Security professionals can use audits to communicate the importance of cyber security to leadership from the perspective of the people that make the rules. In some scenarios, the governing bodies can withhold information that allows the organization to operate. In other scenarios, negative audit findings can cause service providers to withdraw services. Either way, as a security professional, our jobs are to support the business, and if operations get shut down because of a lackadaisical approach to security, everybody loses.
Overall, in an audit situation, the goal is to pass so that operations are not impeded. Never lie to an auditor, but answer the questions only. No more, no less.

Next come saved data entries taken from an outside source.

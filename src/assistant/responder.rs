//! Keyword-matching query responder
//!
//! A zero-state, deterministic classifier over the static knowledge
//! tables. Total over all inputs: anything unrecognized falls through to
//! a suggestions template, so there is no error channel.

use serde::{Deserialize, Serialize};

use super::knowledge;
use crate::landmarks;
use crate::models::GroundingLink;

/// Terms whose presence signals the user wants a visual, geographic answer
pub const MAP_INTENT_KEYWORDS: &[&str] = &[
    "show", "where", "location", "navigate", "view", "map", "see", "display", "find",
];

/// Result of a single responder call. Transient, no identity.
#[derive(Debug, Clone, Serialize, Deserialize)]
pub struct QueryResponse {
    pub text: String,
    pub links: Vec<GroundingLink>,
    pub should_show_map: bool,
    pub landmark_id: Option<String>,
}

impl QueryResponse {
    fn text_only(text: String) -> Self {
        Self {
            text,
            links: Vec::new(),
            should_show_map: false,
            landmark_id: None,
        }
    }
}

fn has_map_intent(lower: &str) -> bool {
    MAP_INTENT_KEYWORDS.iter().any(|k| lower.contains(k))
}

fn matches_any(lower: &str, patterns: &[&str]) -> bool {
    patterns.iter().any(|p| lower.contains(p))
}

/// Find the best FAQ answer for the query, if any.
///
/// A fragment matches when the lowercased input contains it, or when the
/// fragment contains the first whitespace-delimited token of the input.
/// Overlapping matches resolve by longest-fragment-wins.
fn match_faq(lower: &str) -> Option<&'static str> {
    let first_token = lower.split_whitespace().next().unwrap_or("");
    knowledge::FAQ
        .iter()
        .filter(|(fragment, _)| {
            lower.contains(fragment) || (!first_token.is_empty() && fragment.contains(first_token))
        })
        .max_by_key(|(fragment, _)| fragment.len())
        .map(|(_, answer)| *answer)
}

fn match_statistic(lower: &str) -> Option<(&'static str, &'static str)> {
    knowledge::STATISTICS
        .iter()
        .find(|(label, _)| lower.contains(label) || lower.contains(&label.replace(' ', "")))
        .copied()
}

fn capitalize(label: &str) -> String {
    let mut chars = label.chars();
    match chars.next() {
        Some(first) => first.to_uppercase().collect::<String>() + chars.as_str(),
        None => String::new(),
    }
}

const GREETING: &str = "Hello! I'm your Hitech City geospatial intelligence assistant. I can \
                        help you with:\n\n\
                        • Information about landmarks and locations\n\
                        • Statistics about tech parks and companies\n\
                        • Details about regions (Hitech City, Gachibowli, Madhapur, Kondapur)\n\
                        • Navigation to specific locations on the map\n\n\
                        What would you like to know?";

const CAPABILITIES: &str = "I can assist you with:\n\n\
                            📍 **Locations & Landmarks**: Ask about Cyber Towers, T-Hub, \
                            Mindspace, IKEA, etc.\n\n\
                            📊 **Statistics**: Employment data, tech parks, startups, workforce\n\n\
                            🗺️ **Regions**: Information about Hitech City, Gachibowli, Madhapur, \
                            Kondapur\n\n\
                            🔍 **Navigation**: Ask to \"show\" or \"view\" any location to see it \
                            on the map\n\n\
                            Try asking: \"Show me Cyber Towers\" or \"What companies are in \
                            Hitech City?\"";

fn fallback_text(prompt: &str) -> String {
    format!(
        "I understand you're asking about \"{prompt}\". Here's what I can help you with:\n\n\
         • **Locations**: Ask about specific landmarks like \"Cyber Towers\", \"T-Hub\", \
         \"Mindspace\"\n\
         • **Regions**: Information about Hitech City, Gachibowli, Madhapur, Kondapur\n\
         • **Statistics**: Employment data, tech parks count, workforce size\n\
         • **Map Navigation**: Say \"show [location]\" to view it on the map\n\n\
         Try asking:\n\
         - \"Show me Cyber Towers\"\n\
         - \"What is Hitech City?\"\n\
         - \"How many tech parks are there?\"\n\
         - \"Tell me about T-Hub\""
    )
}

/// Answer a free-text query against the knowledge tables.
///
/// Matching precedence, first match wins: FAQ, landmark, region,
/// statistic, greeting, help, fallback. The map-intent flag is computed
/// once over the whole input and attached per the matched branch.
#[must_use]
pub fn respond(prompt: &str) -> QueryResponse {
    let lower = prompt.to_lowercase().trim().to_string();

    let should_show_map = has_map_intent(&lower);
    let landmark = landmarks::find_in_text(&lower);
    let landmark_id = landmark.map(|l| l.id.clone());

    if let Some(answer) = match_faq(&lower) {
        return QueryResponse {
            text: answer.to_string(),
            links: Vec::new(),
            should_show_map,
            landmark_id,
        };
    }

    if let Some(landmark) = landmark {
        let text = if should_show_map {
            format!(
                "{}: {}\n\nWould you like me to show this on the map?",
                landmark.name, landmark.description
            )
        } else {
            format!("{}: {}", landmark.name, landmark.description)
        };
        return QueryResponse {
            text,
            links: Vec::new(),
            should_show_map,
            landmark_id,
        };
    }

    if let Some(region) = knowledge::region_in_text(&lower) {
        return QueryResponse {
            text: region.summary(),
            links: Vec::new(),
            should_show_map,
            landmark_id: None,
        };
    }

    if let Some((label, value)) = match_statistic(&lower) {
        return QueryResponse::text_only(format!(
            "{} in Hitech City: {value}",
            capitalize(label)
        ));
    }

    if matches_any(&lower, &["hello", "hi", "hey", "greetings"]) {
        return QueryResponse::text_only(GREETING.to_string());
    }

    if matches_any(&lower, &["help", "what can you do", "capabilities"]) {
        return QueryResponse::text_only(CAPABILITIES.to_string());
    }

    QueryResponse {
        text: fallback_text(prompt),
        links: Vec::new(),
        should_show_map,
        landmark_id,
    }
}

#[cfg(test)]
mod tests {
    use super::*;

    #[test]
    fn test_faq_answer_is_verbatim() {
        let response = respond("what is hitech city");
        assert!(
            response
                .text
                .starts_with("Hitech City is Hyderabad's premier IT hub")
        );
    }

    #[test]
    fn test_faq_longest_fragment_wins() {
        // "innovation hubs" also appears inside the statistics table and
        // overlaps the "hubs" substring of other entries
        let response = respond("tell us about innovation hubs");
        assert!(response.text.contains("world's largest innovation campus"));
    }

    #[test]
    fn test_landmark_with_map_intent() {
        let response = respond("show me Cyber Towers");
        assert_eq!(response.landmark_id.as_deref(), Some("cyber-towers"));
        assert!(response.should_show_map);
        assert!(response.text.contains("Would you like me to show this on the map?"));
    }

    #[test]
    fn test_landmark_without_map_intent() {
        let response = respond("tell me about Cyber Towers");
        assert_eq!(response.landmark_id.as_deref(), Some("cyber-towers"));
        assert!(!response.should_show_map);
        assert!(!response.text.contains("Would you like me"));
    }

    #[test]
    fn test_region_answer_composition() {
        let response = respond("what's special about madhapur");
        assert!(response.text.starts_with("Madhapur:"));
        assert!(response.text.contains("Inorbit Mall, Shilparamam"));
    }

    #[test]
    fn test_statistic_answer() {
        let response = respond("office occupancy rate?");
        assert_eq!(response.text, "Office occupancy in Hitech City: 92%");
        assert!(!response.should_show_map);
    }

    #[test]
    fn test_greeting() {
        let response = respond("hey there");
        assert!(response.text.starts_with("Hello!"));
        assert!(!response.should_show_map);
    }

    #[test]
    fn test_fallback_embeds_input() {
        let response = respond("asdkjasbdkj");
        assert!(response.text.contains("\"asdkjasbdkj\""));
        assert!(!response.should_show_map);
        assert!(response.landmark_id.is_none());
    }

    #[test]
    fn test_fallback_carries_map_intent() {
        let response = respond("display the warp core");
        assert!(response.text.contains("\"display the warp core\""));
        assert!(response.should_show_map);
    }

    #[test]
    fn test_empty_input_falls_through() {
        // An empty first token must not reverse-match every FAQ fragment
        let response = respond("");
        assert!(response.text.contains("Here's what I can help you with"));
    }
}
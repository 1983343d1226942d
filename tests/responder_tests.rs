//! Responder precedence and matching-policy tests

use cityatlas::assistant::{MAP_INTENT_KEYWORDS, respond};
use rstest::rstest;

#[rstest]
#[case("what is hitech city", "Hitech City is Hyderabad's premier IT hub")]
#[case("how many companies are there", "Hitech City houses over 200+ IT companies")]
#[case("tell me about the workforce", "The total workforce in Hitech City")]
#[case("anything on metro connectivity?", "Hitech City has its own metro station")]
fn faq_fragment_returns_fixed_answer(#[case] prompt: &str, #[case] expected_start: &str) {
    let response = respond(prompt);
    assert!(
        response.text.starts_with(expected_start),
        "prompt {prompt:?} answered {:?}",
        response.text
    );
}

#[rstest]
#[case("show me Cyber Towers", "cyber-towers")]
#[case("WHERE is ikea hyderabad?", "ikea-hyd")]
#[case("navigate to inorbit mall", "inorbit-mall")]
#[case("can you display raheja mindspace", "mindspace")]
fn landmark_with_map_intent_sets_focus(#[case] prompt: &str, #[case] expected_id: &str) {
    let response = respond(prompt);
    assert_eq!(response.landmark_id.as_deref(), Some(expected_id));
    assert!(response.should_show_map, "prompt {prompt:?} should request the map");
}

#[rstest]
#[case("tell me about Cyber Towers")]
#[case("describe shilparamam")]
fn landmark_without_map_intent_keeps_flag_false(#[case] prompt: &str) {
    let response = respond(prompt);
    assert!(response.landmark_id.is_some());
    assert!(!response.should_show_map);
}

#[rstest]
#[case("about hitech city", "Hitech City:")]
#[case("madhapur shopping", "Madhapur:")]
#[case("kondapur", "Kondapur:")]
fn region_queries_compose_descriptions(#[case] prompt: &str, #[case] expected_start: &str) {
    let response = respond(prompt);
    assert!(response.text.starts_with(expected_start));
    assert!(response.text.contains("Key Features:"));
}

#[test]
fn landmark_spaced_id_shadows_region_name() {
    // "gachibowli" is both a region key and the landmark id slug; the
    // landmark branch has higher precedence
    let response = respond("gachibowli area please");
    assert_eq!(response.landmark_id.as_deref(), Some("gachibowli"));
    assert!(!response.text.contains("Key Features:"));
}

#[test]
fn statistic_query_formats_label_and_value() {
    // Most statistic labels are shadowed by FAQ fragments; "office
    // occupancy" is the one the FAQ table does not cover
    let response = respond("office occupancy stats");
    assert_eq!(response.text, "Office occupancy in Hitech City: 92%");
    assert!(!response.should_show_map);
}

#[test]
fn statistic_matches_label_without_spaces() {
    // "totaltechparks" only matches the label with spaces removed
    let response = respond("totaltechparks");
    assert_eq!(response.text, "Total tech parks in Hitech City: 42+");
}

#[test]
fn greeting_and_help_are_fixed_messages() {
    assert!(respond("greetings!").text.starts_with("Hello!"));
    assert!(respond("help").text.contains("I can assist you with"));
    assert!(respond("your capabilities?").text.contains("I can assist you with"));
}

#[test]
fn fallback_echoes_input_in_suggestions_template() {
    let response = respond("asdkjasbdkj");
    assert!(response.text.contains("\"asdkjasbdkj\""));
    assert!(response.text.contains("Try asking:"));
    assert!(!response.should_show_map);
    assert!(response.landmark_id.is_none());
}

#[test]
fn fallback_still_reports_map_intent() {
    let response = respond("show me the nearest wormhole");
    assert!(response.should_show_map);
    assert!(response.landmark_id.is_none());
}

#[test]
fn responder_is_total_over_odd_inputs() {
    // No input may panic or error; the responder is a total function
    for prompt in ["", "   ", "\n\t", "🗺️🗺️🗺️", "ñandú", "a]b[c{d}"] {
        let response = respond(prompt);
        assert!(!response.text.is_empty());
    }
}

#[test]
fn every_map_intent_keyword_triggers_the_flag() {
    for keyword in MAP_INTENT_KEYWORDS {
        let response = respond(&format!("{keyword} me Cyber Towers"));
        assert!(
            response.should_show_map,
            "keyword {keyword:?} should signal map intent"
        );
        assert_eq!(response.landmark_id.as_deref(), Some("cyber-towers"));
    }
}

#[test]
fn faq_takes_precedence_over_region() {
    // "what is hitech city" contains the region name too; FAQ wins
    let response = respond("what is hitech city");
    assert!(!response.text.contains("Key Features:"));
}
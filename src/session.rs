//! Dashboard session state
//!
//! Holds the active view, the append-only conversation log, and the
//! sequencing between "switch to the map" and "fly to a landmark". The
//! original dashboard issued the fly-to after a fixed delay; here the
//! directive stays queued until the map surface reports mounted, so the
//! handoff is driven by an explicit readiness signal instead of timing.

use serde::{Deserialize, Serialize};
use tracing::debug;

use crate::assistant::{self, QueryResponse};
use crate::map::{self, FlyTo};
use crate::models::ChatMessage;

const ONBOARDING_MESSAGE: &str = "System Initialized. I am your Hitech City geospatial \
                                  intelligence officer. How can I assist your exploration today?";

/// The dashboard's top-level views. Exactly one is active at a time.
#[derive(Debug, Clone, Copy, PartialEq, Eq, Serialize, Deserialize)]
#[serde(rename_all = "lowercase")]
pub enum View {
    Assistant,
    Map,
    Analytics,
}

/// Result of submitting one query through the session
#[derive(Debug, Clone, Serialize)]
pub struct QueryOutcome {
    /// The assistant message appended to the log
    pub reply: ChatMessage,
    /// Raw responder output
    pub response: QueryResponse,
    /// View after any map switch
    pub active_view: View,
    /// Fly-to issued immediately because the map was already mounted;
    /// otherwise the directive is queued for the readiness signal
    pub fly_to: Option<FlyTo>,
}

/// Per-session dashboard state. Never persisted.
#[derive(Debug)]
pub struct Session {
    active_view: View,
    messages: Vec<ChatMessage>,
    map_ready: bool,
    pending_focus: Option<String>,
}

impl Default for Session {
    fn default() -> Self {
        Self::new()
    }
}

impl Session {
    /// Fresh session seeded with the onboarding message
    #[must_use]
    pub fn new() -> Self {
        Self {
            active_view: View::Assistant,
            messages: vec![ChatMessage::assistant(ONBOARDING_MESSAGE)],
            map_ready: false,
            pending_focus: None,
        }
    }

    #[must_use]
    pub fn active_view(&self) -> View {
        self.active_view
    }

    #[must_use]
    pub fn messages(&self) -> &[ChatMessage] {
        &self.messages
    }

    /// Switch the active view. Leaving the map view drops its readiness;
    /// the surface has to report mounted again next time.
    pub fn set_view(&mut self, view: View) {
        if self.active_view == View::Map && view != View::Map {
            self.map_ready = false;
        }
        self.active_view = view;
    }

    /// Run one query through the responder and update session state.
    ///
    /// Appends the user and assistant messages, switches to the map view
    /// when the response asks for it, and either issues the fly-to right
    /// away (map already mounted) or queues it for [`Self::mark_map_ready`].
    pub fn submit_query(&mut self, prompt: &str) -> QueryOutcome {
        self.messages.push(ChatMessage::user(prompt));

        let response = assistant::respond(prompt);
        let reply =
            ChatMessage::assistant(response.text.clone()).with_links(response.links.clone());
        self.messages.push(reply.clone());

        let mut fly_to = None;
        if response.should_show_map {
            self.active_view = View::Map;
            if let Some(id) = &response.landmark_id {
                if self.map_ready {
                    fly_to = map::focus_on(id);
                } else {
                    debug!(landmark = %id, "map not mounted yet, queueing focus");
                    self.pending_focus = Some(id.clone());
                }
            }
        }

        QueryOutcome {
            reply,
            response,
            active_view: self.active_view,
            fly_to,
        }
    }

    /// Append a visible error line to the chat, used when the query call
    /// fails outside the responder itself
    pub fn record_failure(&mut self, description: &str) {
        self.messages
            .push(ChatMessage::assistant(format!("Error: {description}")));
    }

    /// Focus a landmark directly (e.g. from the sites list). Switches to
    /// the map view; the command is queued if the surface is not mounted.
    /// Unknown ids are a no-op.
    pub fn focus_landmark(&mut self, id: &str) -> Option<FlyTo> {
        map::focus_on(id)?;
        self.active_view = View::Map;
        if self.map_ready {
            map::focus_on(id)
        } else {
            self.pending_focus = Some(id.to_string());
            None
        }
    }

    /// Readiness signal from the map surface. Flushes any queued focus
    /// directive and returns its fly-to command.
    pub fn mark_map_ready(&mut self) -> Option<FlyTo> {
        self.map_ready = true;
        self.pending_focus.take().and_then(|id| map::focus_on(&id))
    }

    #[must_use]
    pub fn map_ready(&self) -> bool {
        self.map_ready
    }
}
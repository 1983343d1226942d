//! Marker descriptors for the landmark layer
//!
//! One marker per landmark, carrying the category color scheme and popup
//! content. The client places and styles the actual DOM elements.

use serde::Serialize;

use crate::landmarks;
use crate::models::Category;

/// Color scheme for a marker, keyed off the landmark category
#[derive(Debug, Clone, Copy, PartialEq, Eq, Serialize)]
pub struct MarkerColors {
    pub background: &'static str,
    pub border: &'static str,
    pub shadow: &'static str,
}

/// Everything the client needs to render one landmark marker
#[derive(Debug, Clone, Serialize)]
pub struct Marker {
    pub landmark_id: &'static str,
    pub coordinates: [f64; 2],
    pub colors: MarkerColors,
    pub popup_title: &'static str,
    pub popup_body: &'static str,
    pub popup_tag: &'static str,
}

/// Category color mapping from the dashboard theme
#[must_use]
pub fn colors_for(category: Category) -> MarkerColors {
    match category {
        Category::Tech => MarkerColors {
            background: "#06b6d4",
            border: "#0891b2",
            shadow: "rgba(6, 182, 212, 0.8)",
        },
        Category::Retail => MarkerColors {
            background: "#a855f7",
            border: "#9333ea",
            shadow: "rgba(168, 85, 247, 0.8)",
        },
        Category::Lifestyle => MarkerColors {
            background: "#10b981",
            border: "#059669",
            shadow: "rgba(16, 185, 129, 0.8)",
        },
        Category::Transport => MarkerColors {
            background: "#f59e0b",
            border: "#d97706",
            shadow: "rgba(245, 158, 11, 0.8)",
        },
    }
}

/// Build the full marker layer, one entry per landmark in declaration order
#[must_use]
pub fn all_markers() -> Vec<Marker> {
    landmarks::all()
        .iter()
        .map(|l| Marker {
            landmark_id: l.id.as_str(),
            coordinates: l.coordinates,
            colors: colors_for(l.category),
            popup_title: l.name.as_str(),
            popup_body: l.description.as_str(),
            popup_tag: l.category.label(),
        })
        .collect()
}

Assessments are a different ball game. Assessments are documented internally and are not intended to be shown to the world. They should be as granular as possible to point out as much risk as can be found. The results of assessments are intended to be used to guide security strategy, as well as point out the tiny details of risk that can be tactically acted upon to reduce vulnerability footprints in technologies, processes, and people – all of the things that make a “system.”
Assessments are not intended to be passed – they’re goal is to find failures. Organizations should use assessments to strengthen themselves, to build resilient and trustworthy systems & services on which their clients can rely. Trustworthy and resilient systems & services, in the end, produce a trustworthy and resilient organization – one that’s able to enact its mission in perpetuity.
Cyber Security professionals have to have honest assessments. These give them tactical direction, lists of areas of risk on which to focus and make better. Assessments help security teams budget and know where to focus their resources (money, people, time, etc…). Assessments often yield results that are too much to handle in a short time frame, and that’s fine. Plan your actions & milestones and put resources on the greatest risks first.
So, the summation of this is: Organizations want to pass audits. Organizations want to mature from assessments. Understanding those nuances, leaders and security professionals can use both as ways to improve the security posture of the system or organization they support.